**DATA PROVIDED**
*****

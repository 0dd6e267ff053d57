//! Append-only record of every account's outcome at every step.

use std::fs;
use std::io::{BufWriter, Write};
use std::path::Path;

use rampart_core::{AccountId, Action, Price, Quantity};
use rampart_risk::DrawdownTransition;
use serde::{Deserialize, Serialize};
use tempfile::NamedTempFile;

use crate::{SessionError, SessionResult};

/// Outcome of one account at one step.
#[derive(Clone, Debug, Deserialize, PartialEq, Serialize)]
pub struct LedgerEntry {
    pub step: usize,
    pub account_id: AccountId,
    /// What the policy asked for.
    pub requested: Action,
    /// What was actually applied after risk controls.
    pub executed: Action,
    pub price: Price,
    pub balance: Price,
    pub shares_held: Quantity,
    pub net_worth: Price,
    /// Change in net worth since the previous step.
    pub reward: f64,
    pub drawdown: f64,
    pub halted: bool,
    pub transition: DrawdownTransition,
    #[serde(default)]
    pub stop_triggered: bool,
}

impl LedgerEntry {
    /// True when a BUY or SELL actually changed the position.
    #[must_use]
    pub fn is_trade(&self) -> bool {
        self.executed != Action::Hold
    }

    /// True when risk controls replaced the requested action.
    #[must_use]
    pub fn was_overridden(&self) -> bool {
        self.requested != self.executed
    }
}

/// Entries can be appended and read, never edited or removed.
#[derive(Clone, Debug, Default)]
pub struct PerformanceLedger {
    entries: Vec<LedgerEntry>,
}

impl PerformanceLedger {
    #[must_use]
    pub fn new() -> Self {
        Self::default()
    }

    pub fn record(&mut self, entry: LedgerEntry) {
        self.entries.push(entry);
    }

    #[must_use]
    pub fn entries(&self) -> &[LedgerEntry] {
        &self.entries
    }

    #[must_use]
    pub fn len(&self) -> usize {
        self.entries.len()
    }

    #[must_use]
    pub fn is_empty(&self) -> bool {
        self.entries.is_empty()
    }

    pub fn for_account<'a>(&'a self, account_id: &'a str) -> impl Iterator<Item = &'a LedgerEntry> {
        self.entries
            .iter()
            .filter(move |entry| entry.account_id == account_id)
    }

    /// Write every entry as one JSON object per line. The target is replaced atomically.
    pub fn export_jsonl(&self, path: &Path) -> SessionResult<()> {
        let dir = match path.parent() {
            Some(parent) if !parent.as_os_str().is_empty() => parent,
            _ => Path::new("."),
        };
        fs::create_dir_all(dir).map_err(|err| SessionError::io(dir, err))?;
        let temp = NamedTempFile::new_in(dir).map_err(|err| SessionError::io(dir, err))?;
        {
            let mut writer = BufWriter::new(temp.as_file());
            for entry in &self.entries {
                serde_json::to_writer(&mut writer, entry)?;
                writer
                    .write_all(b"\n")
                    .map_err(|err| SessionError::io(path, err))?;
            }
            writer.flush().map_err(|err| SessionError::io(path, err))?;
        }
        temp.as_file()
            .sync_all()
            .map_err(|err| SessionError::io(temp.path(), err))?;
        temp.persist(path)
            .map_err(|err| SessionError::io(path, err.error))?;
        Ok(())
    }

    /// Read entries previously written by [`Self::export_jsonl`].
    pub fn import_jsonl(path: &Path) -> SessionResult<Self> {
        let raw = fs::read_to_string(path).map_err(|err| SessionError::io(path, err))?;
        let entries = raw
            .lines()
            .filter(|line| !line.trim().is_empty())
            .map(serde_json::from_str)
            .collect::<Result<Vec<LedgerEntry>, _>>()?;
        Ok(Self { entries })
    }
}
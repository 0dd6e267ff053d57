use rampart_core::Price;
use serde::Serialize;

/// Tracks the most favorable price since entry and fires once the price retreats by the
/// configured fraction.
#[derive(Clone, Debug, PartialEq, Serialize)]
pub struct TrailingStop {
    fraction: f64,
    peak: Option<Price>,
}

impl TrailingStop {
    #[must_use]
    pub fn new(fraction: f64) -> Self {
        Self {
            fraction: fraction.clamp(0.0, 1.0),
            peak: None,
        }
    }

    /// Start tracking a freshly opened position.
    pub fn arm(&mut self, entry: Price) {
        if entry.is_finite() && entry > 0.0 {
            self.peak = Some(self.peak.map_or(entry, |peak| peak.max(entry)));
        }
    }

    pub fn disarm(&mut self) {
        self.peak = None;
    }

    #[must_use]
    pub fn is_armed(&self) -> bool {
        self.peak.is_some()
    }

    /// Tighten or loosen the stop distance for subsequent updates.
    pub fn set_fraction(&mut self, fraction: f64) {
        if fraction.is_finite() {
            self.fraction = fraction.clamp(0.0, 1.0);
        }
    }

    #[must_use]
    pub fn fraction(&self) -> f64 {
        self.fraction
    }

    /// Current exit level, when armed.
    #[must_use]
    pub fn level(&self) -> Option<Price> {
        self.peak.map(|peak| peak * (1.0 - self.fraction))
    }

    /// Feed a new price. Returns `true` when the stop is hit.
    pub fn update(&mut self, price: Price) -> bool {
        let Some(peak) = self.peak else {
            return false;
        };
        if !price.is_finite() {
            return false;
        }
        if price > peak {
            self.peak = Some(price);
            return false;
        }
        price <= peak * (1.0 - self.fraction)
    }
}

*****

**WHAT IS EXPECTED**
Among the lines of the records, copy out each one that contains the word "filter".

**ANSWER TO THIS PROBLEM**
            .filter(move |entry| entry.account_id == account_id)
            .filter(|line| !line.trim().is_empty())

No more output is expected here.